OLIGOMERIZATION OF ENDOTHELIAL NITRIC-OXIDE SYNTHASE - EVIDENCE FOR A DOMINANT-NEGATIVE EFFECT OF TRUNCATION MUTANTS

Nitric oxide produced by the endothelial isoform of nitric oxide synthase (ecNOS) is a key determinant of vascular tone, In contrast to other nitric oxide synthase (NOS) isoforms, which have been characterized as soluble homodimeric enzymes, ecNOS is predominantly membrane-associated, a feature that has hindered direct biochemical analyses of its oligomeric structure, We investigated ecNOS oligomerization using co immunoprecipitation experiments in transiently transfected COS-7 cells.

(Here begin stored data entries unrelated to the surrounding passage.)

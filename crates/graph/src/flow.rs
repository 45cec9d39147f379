//! Depth-bounded call-flow traces and their Mermaid rendering.

use crate::dependency::DependencyMap;
use crate::error::{GraphError, Result};
use crate::node_id::short_name;
use crate::types::{CodeGraph, NodeKind};
use codemap_indexer::{module_name_for, SourceReader};
use serde::Serialize;
use std::collections::{BTreeSet, HashMap, HashSet};
use std::fmt::Write as _;

/// Root files checked, in order, before scanning for a `__main__` guard
const ENTRY_FILE_NAMES: &[&str] = &[
    "main.py",
    "app.py",
    "run.py",
    "manage.py",
    "start.py",
    "cli.py",
];

/// Result of one trace
#[derive(Debug, Clone, PartialEq, Eq, Serialize)]
pub struct FlowTrace {
    pub start: String,
    /// `Function **caller** calls -> a, b` per node with in-project children
    pub lines: Vec<String>,
    /// Caller/callee id pairs in visiting order
    pub edges: Vec<(String, String)>,
}

impl FlowTrace {
    pub fn render(&self) -> String {
        self.lines.join("\n")
    }

    pub fn is_empty(&self) -> bool {
        self.lines.is_empty()
    }

    /// Mermaid flowchart with sequential node ids and the start node highlighted
    pub fn to_mermaid(&self) -> String {
        let mut ids: HashMap<&str, String> = HashMap::new();
        let mut order: Vec<&str> = Vec::new();
        intern(&self.start, &mut ids, &mut order);
        for (from, to) in &self.edges {
            intern(from, &mut ids, &mut order);
            intern(to, &mut ids, &mut order);
        }

        let mut out = String::from("graph TD\n");
        for id in &order {
            let _ = writeln!(out, "    {}[{}]", ids[id], short_name(id));
        }
        for (from, to) in &self.edges {
            let _ = writeln!(out, "    {} --> {}", ids[from.as_str()], ids[to.as_str()]);
        }
        out.push('\n');
        out.push_str("    classDef entryPoint fill:#4CAF50,stroke:#333,stroke-width:4px\n");
        let _ = write!(out, "    class {} entryPoint", ids[self.start.as_str()]);
        out
    }
}

fn intern<'t>(id: &'t str, ids: &mut HashMap<&'t str, String>, order: &mut Vec<&'t str>) {
    if !ids.contains_key(id) {
        ids.insert(id, letter_id(order.len()));
        order.push(id);
    }
}

/// `A`..`Z`, then `AA`, `AB`, ...
fn letter_id(mut n: usize) -> String {
    let mut out = Vec::new();
    loop {
        out.push(b'A' + (n % 26) as u8);
        if n < 26 {
            break;
        }
        n = n / 26 - 1;
    }
    out.reverse();
    String::from_utf8_lossy(&out).into_owned()
}

/// Walks the dependency map depth-first from a start node
pub struct FlowTracer<'a> {
    graph: &'a CodeGraph,
    deps: &'a DependencyMap,
}

impl<'a> FlowTracer<'a> {
    pub fn new(graph: &'a CodeGraph, deps: &'a DependencyMap) -> Self {
        Self { graph, deps }
    }

    pub fn trace(&self, start: &str, max_depth: usize) -> Result<FlowTrace> {
        let idx = self.graph.resolve(start)?;
        let start = self
            .graph
            .get_node(idx)
            .map(|node| node.id.clone())
            .ok_or_else(|| GraphError::NodeNotFound(start.to_string()))?;

        let mut visited = HashSet::new();
        let mut trace = FlowTrace {
            start: start.clone(),
            lines: Vec::new(),
            edges: Vec::new(),
        };
        self.visit(&start, 0, max_depth, &mut visited, &mut trace);
        Ok(trace)
    }

    fn visit(
        &self,
        id: &str,
        depth: usize,
        max_depth: usize,
        visited: &mut HashSet<String>,
        trace: &mut FlowTrace,
    ) {
        if depth > max_depth || !visited.insert(id.to_string()) {
            return;
        }

        let children = self.children(id);
        if children.is_empty() {
            return;
        }

        let names: Vec<&str> = children.iter().map(|c| short_name(c)).collect();
        trace.lines.push(format!(
            "Function **{}** calls -> {}",
            short_name(id),
            names.join(", ")
        ));
        for child in &children {
            trace.edges.push((id.to_string(), child.clone()));
        }
        for child in &children {
            self.visit(child, depth + 1, max_depth, visited, trace);
        }
    }

    /// In-project children sorted by id; falls back to graph successors when the map has
    /// no entry
    fn children(&self, id: &str) -> Vec<String> {
        let candidates: Vec<String> = match self.deps.get(id).filter(|c| !c.is_empty()) {
            Some(mapped) => mapped.to_vec(),
            None => self
                .graph
                .find_node(id)
                .map(|idx| {
                    self.graph
                        .successors(idx)
                        .into_iter()
                        .filter_map(|s| self.graph.get_node(s).map(|n| n.id.clone()))
                        .collect()
                })
                .unwrap_or_default(),
        };

        candidates
            .into_iter()
            .filter(|child| child != id)
            .filter(|child| {
                self.graph
                    .node_by_id(child)
                    .is_some_and(|node| !node.is_external())
            })
            .collect::<BTreeSet<_>>()
            .into_iter()
            .collect()
    }

    /// Start node for the project's entry file: its `main`/`run` callee if one is
    /// mapped, else the module itself
    pub fn entry_node(&self, entry_file: &str) -> Option<String> {
        let module = self.graph.node_by_id(&module_name_for(entry_file))?;
        if module.kind != NodeKind::Module {
            return None;
        }

        let preferred = self.deps.get(&module.id).and_then(|children| {
            children.iter().find(|child| {
                let lower = child.to_lowercase();
                lower.ends_with(".main") || lower.ends_with(".run")
            })
        });
        Some(preferred.cloned().unwrap_or_else(|| module.id.clone()))
    }
}

/// Locate the entry file among the indexed modules
pub fn find_entry_file(graph: &CodeGraph, reader: &SourceReader) -> Option<String> {
    let files: BTreeSet<&str> = graph
        .nodes()
        .filter(|(_, node)| node.kind == NodeKind::Module)
        .filter_map(|(_, node)| node.file.as_deref())
        .collect();

    if let Some(name) = ENTRY_FILE_NAMES.iter().find(|name| files.contains(**name)) {
        return Some((*name).to_string());
    }

    files
        .into_iter()
        .find(|file| {
            reader
                .read(file)
                .map(|source| source.contains("if __name__"))
                .unwrap_or(false)
        })
        .map(str::to_string)
}
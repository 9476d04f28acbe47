//! Error types for datalens-core

use std::path::PathBuf;
use thiserror::Error;

/// Result type alias using our Error type
pub type Result<T> = std::result::Result<T, Error>;

/// Broad class of an error, used to pick the user-facing message
#[derive(Debug, Clone, Copy, PartialEq, Eq)]
pub enum ErrorKind {
    /// Malformed or empty CSV
    Parse,
    /// Fetch, store or classifier failure
    Network,
    /// The store denied a write
    Permission,
}

/// Context attached to a denied store operation
#[derive(Debug, Clone, PartialEq, Eq)]
pub struct PermissionContext {
    /// Operation that was denied (`get`, `create`, `update`, `delete`)
    pub operation: String,
    /// Document path the operation targeted
    pub path: String,
    /// Placeholder summary of the request payload
    pub request_data: Option<String>,
}

impl std::fmt::Display for PermissionContext {
    fn fmt(&self, f: &mut std::fmt::Formatter<'_>) -> std::fmt::Result {
        write!(
            f,
            "the following {} request was denied at path: {}",
            self.operation, self.path
        )
    }
}

/// Errors that can occur in datalens-core
#[derive(Debug, Error)]
pub enum Error {
    /// Failed to read a file
    #[error("failed to read file '{path}': {source}")]
    FileRead {
        path: PathBuf,
        #[source]
        source: std::io::Error,
    },

    /// Input had no lines after trimming
    #[error("CSV is empty or invalid")]
    EmptyInput,

    /// CSV error from the csv crate
    #[error("CSV error: {0}")]
    Csv(#[from] csv::Error),

    /// Directory traversal error
    #[error("failed to traverse directory: {0}")]
    WalkDir(#[from] walkdir::Error),

    /// The document store denied an operation
    #[error("missing or insufficient permissions: {0}")]
    PermissionDenied(PermissionContext),

    /// The document store failed for a reason other than permissions
    #[error("document store error: {0}")]
    Store(String),

    /// A classifier answered with the wrong number of classifications
    #[error("highlighter returned {found} classifications for {expected} rows")]
    HighlightLengthMismatch { expected: usize, found: usize },

    /// A classifier failed
    #[error("highlighter failed: {0}")]
    Highlighter(String),

    /// IO error
    #[error("IO error: {0}")]
    Io(#[from] std::io::Error),

    /// JSON serialization error
    #[error("JSON error: {0}")]
    Json(#[from] serde_json::Error),
}

impl Error {
    /// Classify this error
    pub fn kind(&self) -> ErrorKind {
        match self {
            Error::EmptyInput | Error::Csv(_) => ErrorKind::Parse,
            Error::PermissionDenied(_) => ErrorKind::Permission,
            _ => ErrorKind::Network,
        }
    }

    /// Message suitable for showing to a user
    pub fn user_message(&self) -> String {
        match self.kind() {
            ErrorKind::Parse => format!("Could not read the CSV data: {}", self),
            ErrorKind::Permission => {
                "You do not have permission to upload this file. Please sign in.".to_string()
            }
            ErrorKind::Network => format!("Request failed: {}", self),
        }
    }

    /// Detailed diagnostic for development builds
    pub fn diagnostic(&self) -> Option<String> {
        match self {
            Error::PermissionDenied(ctx) => {
                let mut out = format!("operation: {}\npath: {}", ctx.operation, ctx.path);
                if let Some(data) = &ctx.request_data {
                    out.push_str(&format!("\nrequest data: {}", data));
                }
                Some(out)
            }
            _ => None,
        }
    }
}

When COS-7 cells co transfected with constructs encoding wild-type ecNOS and an epitope-tagged myristoylation-deficient mutant were biosynthetically labeled with [H-3]myristate, the antibody to the epitope tag specifically immunoprecipitated H-3-labeled ecNOS, reflecting enzyme oligomerization, In COS-7 cells transfected with cDNAs encoding epitope-tagged truncation mutants and untagged full-length ecNOS, the wild-type enzyme could be immunoprecipitated by the antibody to the epitope tag, Co-immunoprecipitation of ecNOS with truncation mutants documented that both N- and C-terminal domains are involved in ecNOS oligomerization, When these truncation mutants are coexpressed with wild-type ecNOS, they exert a marked dominant negative effect on enzyme activity. Since NOS oligomerization itself may be subject to dynamic modulation, the regulation of ecNOS assembly may have implications for NO signaling in the vascular wall.